Page 96 of Viral Justice

“I’m concerned that you’ve been seen a lot in the village. People might have a pretty good idea of who you are and who you’re with.”

“Who I am?” He didn’t want to assign her this task because she was a certain general’s daughter?

“An American soldier.”

Okay, that distinction was one she could accept, but he was forgetting other things. “You need the medics to help you with the people who are already here and any wounded who may arrive. I’m the one soldier you’ve got who can leave without leaving you shorthanded.”

He glanced at her, his face grim. “You’ve convinced me, Sergeant Stone. Use extreme caution while searching. Do not risk yourself any more than you have to.”

Ooh, he sounded pissed. “Yes, sir.”

Ali slipped out the doorway and was across the empty space between the front façade of the building and the nearest house in the time it took to breathe twice.

She needed to see what was going on before running headlong into a firefight that might not have anything to do with Nolan’s absence. She chose to go up the hill, looking for a spot that would give her a view of the valley.

She climbed the hill the way Berez had shown her and found a good spot within a couple of minutes.

She crouched behind a tree and used her scope to find the source of all the fighting.

There were a couple of craters in the ground in the tented area, smoke from several fires that were blazing without hindrance among the tents. A number of men with small arms shooting at each other, engaging in small skirmishes and running for cover.

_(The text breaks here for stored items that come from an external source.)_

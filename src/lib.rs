pub mod constants;
pub mod logs;
pub mod mesalog_errors;

pub use constants::Column;
pub use logs::header_reader::Header;
pub use logs::log_file::LogFile;
pub use logs::table_reader::ColumnTable;
pub use logs::LogKind;
pub use mesalog_errors::MesaLogError;
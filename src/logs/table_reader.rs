//! # Column schema decoding and numeric table loading
//!
//! Line 5 (0-based) of a MESA log holds the whitespace-delimited column names, fixing
//! both the number and the positional order of columns. Every later non-blank line is
//! one data row and must hold exactly one numeric token per column; values are collected
//! **column-major** into one contiguous `f64` sequence per column.
//!
//! Blank lines in the data region are skipped (MESA terminates its logs with a trailing
//! newline). Anything else that disagrees with the schema is fatal: a malformed row
//! signals a corrupted or truncated log, and no partial table is returned.

use std::collections::HashMap;

use itertools::Itertools;

use crate::constants::{Column, COLUMN_NAMES_LINE, FIRST_DATA_LINE};
use crate::logs::header_reader::fetch_line;
use crate::mesalog_errors::MesaLogError;

/// Numeric payload of a MESA log: ordered column names and one equal-length `f64`
/// sequence per column.
///
/// Every column holds exactly [`ColumnTable::row_count`] values. Immutable through the
/// public API; the restart pruning pass rewrites it in a crate-private step before the
/// owning [`LogFile`](crate::logs::log_file::LogFile) is handed out.
#[derive(Debug, Clone)]
pub struct ColumnTable {
    names: Vec<String>,
    columns: HashMap<String, Column, ahash::RandomState>,
    row_count: usize,
}

impl ColumnTable {
    /// Look up a column by name.
    ///
    /// Return
    /// ----------
    /// * The column values in row order, or `MesaLogError::UnknownColumn` if absent.
    pub fn column(&self, name: &str) -> Result<&[f64], MesaLogError> {
        self.columns
            .get(name)
            .map(Vec::as_slice)
            .ok_or_else(|| MesaLogError::UnknownColumn(name.to_string()))
    }

    /// Column names in file order.
    pub fn names(&self) -> &[String] {
        &self.names
    }

    /// Whether a column is present.
    pub fn contains(&self, name: &str) -> bool {
        self.columns.contains_key(name)
    }

    /// Number of rows shared by every column.
    pub fn row_count(&self) -> usize {
        self.row_count
    }

    /// Number of columns.
    pub fn column_count(&self) -> usize {
        self.names.len()
    }

    /// Drop the rows flagged `true` in `discard` from every column, preserving the
    /// relative order of kept rows. The mask length must equal the row count.
    pub(crate) fn discard_rows(&mut self, discard: &[bool]) {
        for column in self.columns.values_mut() {
            *column = column
                .iter()
                .zip_eq(discard)
                .filter(|(_, &dropped)| !dropped)
                .map(|(value, _)| *value)
                .collect();
        }
        self.row_count = discard.iter().filter(|&&dropped| !dropped).count();
    }
}

/// Decode the column schema and load the full numeric table of a log.
///
/// Arguments
/// -----------------
/// * `lines` – All lines of the log, in file order.
///
/// Return
/// ----------
/// * The loaded [`ColumnTable`].
/// * `Err(MesaLogError::MissingLine)` when the file ends before the column-name line.
/// * `Err(MesaLogError::RowWidthMismatch)` when a row's token count disagrees with the
///   schema, naming the 1-based file line.
/// * `Err(MesaLogError::InvalidNumber)` on a token that does not parse as `f64`, naming
///   the line and the token.
pub(crate) fn read_table(lines: &[&str]) -> Result<ColumnTable, MesaLogError> {
    let names: Vec<String> = fetch_line(lines, COLUMN_NAMES_LINE)?
        .split_whitespace()
        .map(str::to_string)
        .collect();

    let mut values: Vec<Column> = vec![Vec::new(); names.len()];
    let mut row_count = 0;

    for (index, row) in lines.iter().enumerate().skip(FIRST_DATA_LINE) {
        if row.trim().is_empty() {
            continue;
        }

        let tokens: Vec<&str> = row.split_whitespace().collect();
        if tokens.len() != names.len() {
            return Err(MesaLogError::RowWidthMismatch {
                line: index + 1,
                expected: names.len(),
                found: tokens.len(),
            });
        }

        for (column, token) in values.iter_mut().zip_eq(&tokens) {
            let value: f64 = token.parse().map_err(|_| MesaLogError::InvalidNumber {
                line: index + 1,
                token: token.to_string(),
            })?;
            column.push(value);
        }
        row_count += 1;
    }

    // Row widths validated above; a later duplicate name overwrites the earlier entry.
    let columns = names.iter().cloned().zip_eq(values).collect();

    Ok(ColumnTable {
        names,
        columns,
        row_count,
    })
}
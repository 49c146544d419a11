use serde::{Deserialize, Serialize};

use crate::error::{CoreError, CoreResult};

/// Host tab settings, read once per call from the document snapshot.
///
/// Mirrors the editor options `tabstop` (visible width of one tab character)
/// and `expandtab` (whether rewritten indentation uses spaces only).
#[derive(Debug, Clone, Copy, PartialEq, Eq, Serialize, Deserialize)]
pub struct TabConfig {
    tab_width: usize,
    expand_tabs: bool,
}

impl TabConfig {
    /// Create a tab configuration, rejecting a zero tab width
    pub fn new(tab_width: usize, expand_tabs: bool) -> CoreResult<Self> {
        if tab_width == 0 {
            return Err(CoreError::InvalidTabWidth(tab_width));
        }
        Ok(Self {
            tab_width,
            expand_tabs,
        })
    }

    /// Visible width of one tab character
    pub fn tab_width(&self) -> usize {
        self.tab_width
    }

    /// Whether rewritten indentation uses spaces only
    pub fn expand_tabs(&self) -> bool {
        self.expand_tabs
    }
}

impl Default for TabConfig {
    fn default() -> Self {
        Self {
            tab_width: 8,
            expand_tabs: false,
        }
    }
}
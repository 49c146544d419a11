use std::sync::LazyLock;

use regex::Regex;

use crate::text::position::{CharKind, Classifier, Position};

/// Matches a span that carries no word: empty or all-whitespace
static BLANK: LazyLock<Regex> =
    LazyLock::new(|| Regex::new(r"^\s*$").expect("valid blank-span regex"));

/// Find the word under or after `position` on its line.
///
/// When the cursor sits on a non-whitespace character the enclosing word is
/// returned; when it sits on whitespace or at end of line the next word on
/// the line is returned. `None` means no word could be found, the expected
/// outcome on a blank line or past the last word; it is never an error.
pub fn word_at(position: Position, line_text: &str) -> Option<String> {
    word_at_with(position, line_text, CharKind::of)
}

/// `word_at` with a caller-supplied character classifier.
///
/// The classifier is threaded through every motion involved in the lookup so
/// the word span stays consistent with a substituted word-boundary scheme.
pub fn word_at_with(
    position: Position,
    line_text: &str,
    classify: Classifier,
) -> Option<String> {
    let chars: Vec<char> = line_text.chars().collect();

    let between_words = match chars.get(position.character) {
        Some(&ch) => classify(ch) == CharKind::Whitespace,
        None => true,
    };
    let start = if between_words {
        position.word_right_with(line_text, classify)
    } else {
        position.word_left_with(line_text, true, classify)
    };
    let end = start
        .current_word_end_with(line_text, true, classify)
        .right(line_text);

    if start.character >= end.character {
        return None;
    }
    let span: String = chars[start.character..end.character].iter().collect();
    if BLANK.is_match(&span) {
        return None;
    }
    Some(span)
}
//! Error handling types for the coordinate core
//!
//! Range violations are the caller's contract to avoid; the core surfaces them
//! without attempting recovery. "No word found" and "indeterminate indentation"
//! are expected outcomes and are represented by sentinels, not by these errors.

use thiserror::Error;

/// Error type for coordinate and snapshot operations
#[derive(Debug, Error, PartialEq, Eq)]
pub enum CoreError {
    /// Line index at or past the document's line count
    #[error("line {line} out of range (document has {line_count} lines)")]
    LineOutOfRange { line: usize, line_count: usize },

    /// Document offset past the document's total length
    #[error("offset {offset} out of range (document has {total_length} characters)")]
    OffsetOutOfRange { offset: usize, total_length: usize },

    /// Character column past the addressed line's length
    #[error("character {character} out of range (line has {line_length} characters)")]
    CharOutOfRange {
        character: usize,
        line_length: usize,
    },

    /// Tab width must be a positive integer
    #[error("invalid tab width: {0}")]
    InvalidTabWidth(usize),
}

/// Result type for coordinate and snapshot operations
pub type CoreResult<T> = Result<T, CoreError>;
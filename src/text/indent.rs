use std::sync::LazyLock;

use regex::Regex;

use crate::config::TabConfig;

/// Matches the leading-whitespace run of a line (always matches, possibly empty)
static LEADING_WS: LazyLock<Regex> =
    LazyLock::new(|| Regex::new(r"^\s*").expect("valid leading-whitespace regex"));

/// Measure the visible column where a line's content starts.
///
/// Each tab in the leading-whitespace run advances the column by a flat
/// `tab_width` (not to the next tab stop), each space by 1, and any other
/// whitespace character by 0. Returns `-1` only when the leading-whitespace
/// scan fails to match, which callers must treat as "no indentation".
pub fn measure_indent_column(line_text: &str, tab_width: usize) -> i64 {
    let Some(m) = LEADING_WS.find(line_text) else {
        // ^\s* matches the empty string, so this cannot happen with a healthy
        // regex engine; keep the sentinel observable for callers regardless.
        log::warn!(
            target: "monosashi::indent",
            "leading-whitespace scan failed on {line_text:?}; reporting indeterminate indentation"
        );
        return -1;
    };
    m.as_str()
        .chars()
        .map(|ch| match ch {
            '\t' => tab_width as i64,
            ' ' => 1,
            _ => 0,
        })
        .sum()
}

/// Rewrite a line's indentation to a target visible column.
///
/// The old leading-whitespace run is stripped and replaced by a run whose
/// visible width equals `max(target_column, 0)`: all spaces under
/// `expand_tabs`, otherwise as many tabs as fit followed by spaces for the
/// remainder. Pure over its inputs and idempotent for fixed arguments.
pub fn set_indent_column(line_text: &str, target_column: i64, config: &TabConfig) -> String {
    let width = target_column.max(0) as usize;
    let content = match LEADING_WS.find(line_text) {
        Some(m) => &line_text[m.end()..],
        None => line_text,
    };

    let mut line = String::with_capacity(width + content.len());
    if config.expand_tabs() {
        line.extend(std::iter::repeat_n(' ', width));
    } else {
        let tab_width = config.tab_width().max(1);
        line.extend(std::iter::repeat_n('\t', width / tab_width));
        line.extend(std::iter::repeat_n(' ', width % tab_width));
    }
    line.push_str(content);
    line
}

Nolan and his men were conspicuously absent.

One of the groups of men fighting rolled something ungainly across the uneven ground, then they hauled ass away from it.

Holy fuck, itwasa Howitzer. Where the hell had they gotten that?

Only two men stayed with the piece of artillery. She watched them fire it a fraction of a second before the shells hit and the sound of it rattled the teeth in her head.

She watched them load fresh ammunition and prepare to fire it again.

She braced herself for it, but this time, the Howitzer disintegrated with an explosion that screamed of torn metal and old age.

The men who’d delivered the destroyed artillery gun looked at the crater where the piece of hardware, and its operators, had been with a deep shock she could see through her scope. They staggered like drunkards or extras from a cheap zombie movie.

Was this good news or bad news?

She had no idea if either of the two groups shooting at each other was sympathetic to the civilians that lived here or the Americans in their midst.

There was still no sign of Nolan or his team.

Where the fuck had they gone? Or were they all dead already?

The group that had been under attack by the Howitzer charged toward their enemy with a roar she could hear. The other side broke and ran. Those who could run anyway. The rest were overtaken, beaten, and shot. It didn’t look like the attackers had any interest in leaving anyone alive.

That was not good.

Even worse, she didn’t know who any of these people were. They could be offshoots from militant groups from anywhere, or they could be family members of the people who lived here.

Not that there were many of them left. The flu had killed a third of the people in the village and the tents. This fighting was only going to result in more deaths.

By the time they were done, this place was going to be populated by ghosts and those it would have been kinder to kill outright.

She shook herself. Defeatist, that’s what that was and she didn’t have time for it. She had some soldiers to find.

Okay, if I were Nolan, where would I go to ground?

The tent-town was three-quarters destroyed, either from artillery blasts, fire or people tearing it down. Not a good hiding place.